[Collected data]
★ ★ ★ ★

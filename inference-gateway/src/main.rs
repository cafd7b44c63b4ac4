use clap::Parser;
use inference_gateway::config::Config;
use inference_gateway::create_server;
use std::net::SocketAddr;
use tokio::net::TcpListener;

#[derive(Parser, Debug)]
#[command(name = "inference-gateway", about = "Demonstration HTTP surface over the inference control plane")]
struct Args {
    #[arg(long, default_value = "config.toml")]
    config: String,

    #[arg(long, default_value = "127.0.0.1")]
    host: String,

    #[arg(long, default_value_t = 3000)]
    port: u16,

    #[arg(long, default_value = "info")]
    log_level: String,
}

#[tokio::main]
async fn main() -> anyhow::Result<()> {
    let args = Args::parse();

    tracing_subscriber::fmt().with_env_filter(&args.log_level).init();

    let mut config = Config::load(&args.config)?;
    config.server.host = args.host.clone();
    config.server.port = args.port;
    config.validate()?;

    let app = create_server(config).await?;

    let addr = SocketAddr::new(args.host.parse()?, args.port);
    let listener = TcpListener::bind(addr).await?;
    tracing::info!(%addr, "inference-gateway listening");
    axum::serve(listener, app).await?;

    Ok(())
}
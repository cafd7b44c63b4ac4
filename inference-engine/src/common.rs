//! Small cross-cutting helpers shared by config, models, and the
//! resilience components.

/// Serde helpers for human-readable `Duration`s (`"30s"`, `"5m"`,
/// `"1h"`, `"250ms"`) in TOML/JSON config and wire types.
pub mod duration_serde {
    use serde::{Deserialize, Deserializer, Serialize, Serializer};
    use std::time::Duration;

    pub fn serialize<S>(duration: &Duration, serializer: S) -> Result<S::Ok, S::Error>
    where
        S: Serializer,
    {
        format_duration(*duration).serialize(serializer)
    }

    pub fn deserialize<'de, D>(deserializer: D) -> Result<Duration, D::Error>
    where
        D: Deserializer<'de>,
    {
        let raw = String::deserialize(deserializer)?;
        parse_duration(&raw).map_err(serde::de::Error::custom)
    }

    /// Variant for `Option<Duration>` fields, used the same way via
    /// `#[serde(with = "crate::common::duration_serde::option")]`.
    pub mod option {
        use super::{format_duration, parse_duration};
        use serde::{Deserialize, Deserializer, Serialize, Serializer};
        use std::time::Duration;

        pub fn serialize<S>(duration: &Option<Duration>, serializer: S) -> Result<S::Ok, S::Error>
        where
            S: Serializer,
        {
            duration.map(format_duration).serialize(serializer)
        }

        pub fn deserialize<'de, D>(deserializer: D) -> Result<Option<Duration>, D::Error>
        where
            D: Deserializer<'de>,
        {
            let raw: Option<String> = Option::deserialize(deserializer)?;
            raw.map(|s| parse_duration(&s).map_err(serde::de::Error::custom))
                .transpose()
        }
    }

    fn format_duration(d: Duration) -> String {
        let millis = d.as_millis();
        if millis % 1000 != 0 {
            return format!("{millis}ms");
        }
        let secs = d.as_secs();
        if secs % 3600 == 0 && secs != 0 {
            format!("{}h", secs / 3600)
        } else if secs % 60 == 0 && secs != 0 {
            format!("{}m", secs / 60)
        } else {
            format!("{secs}s")
        }
    }

    pub fn parse_duration(raw: &str) -> Result<Duration, String> {
        let s = raw.trim();
        if s.is_empty() {
            return Err("empty duration string".into());
        }
        if let Some(stripped) = s.strip_suffix("ms") {
            let n: u64 = stripped.parse().map_err(|_| format!("invalid duration: {raw}"))?;
            return Ok(Duration::from_millis(n));
        }
        if let Some(stripped) = s.strip_suffix('h') {
            let n: u64 = stripped.parse().map_err(|_| format!("invalid duration: {raw}"))?;
            return Ok(Duration::from_secs(n * 3600));
        }
        if let Some(stripped) = s.strip_suffix('m') {
            let n: u64 = stripped.parse().map_err(|_| format!("invalid duration: {raw}"))?;
            return Ok(Duration::from_secs(n * 60));
        }
        if let Some(stripped) = s.strip_suffix('s') {
            let n: u64 = stripped.parse().map_err(|_| format!("invalid duration: {raw}"))?;
            return Ok(Duration::from_secs(n));
        }
        Err(format!("unknown duration unit in: {raw}"))
    }

    #[cfg(test)]
    mod tests {
        use super::*;

        #[test]
        fn parses_common_units() {
            assert_eq!(parse_duration("30s").unwrap(), Duration::from_secs(30));
            assert_eq!(parse_duration("5m").unwrap(), Duration::from_secs(300));
            assert_eq!(parse_duration("1h").unwrap(), Duration::from_secs(3600));
            assert_eq!(parse_duration("250ms").unwrap(), Duration::from_millis(250));
        }

        #[test]
        fn formats_round_trip() {
            for d in [Duration::from_secs(30), Duration::from_secs(300), Duration::from_millis(250)] {
                let s = format_duration(d);
                assert_eq!(parse_duration(&s).unwrap(), d);
            }
        }
    }
}

/// Generates a random jitter multiplier in `[0.5, 1.5)`, used by the
/// dispatcher's backoff formula (`base * 2^(attempt-1) * jitter()`).
pub fn jitter() -> f64 {
    use rand::Rng;
    rand::thread_rng().gen_range(0.5..1.5)
}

★ ★ ★ ★

Problem to work on: Count every line of the data in which the word "main" appears, and report only the total.

Worked solution: 3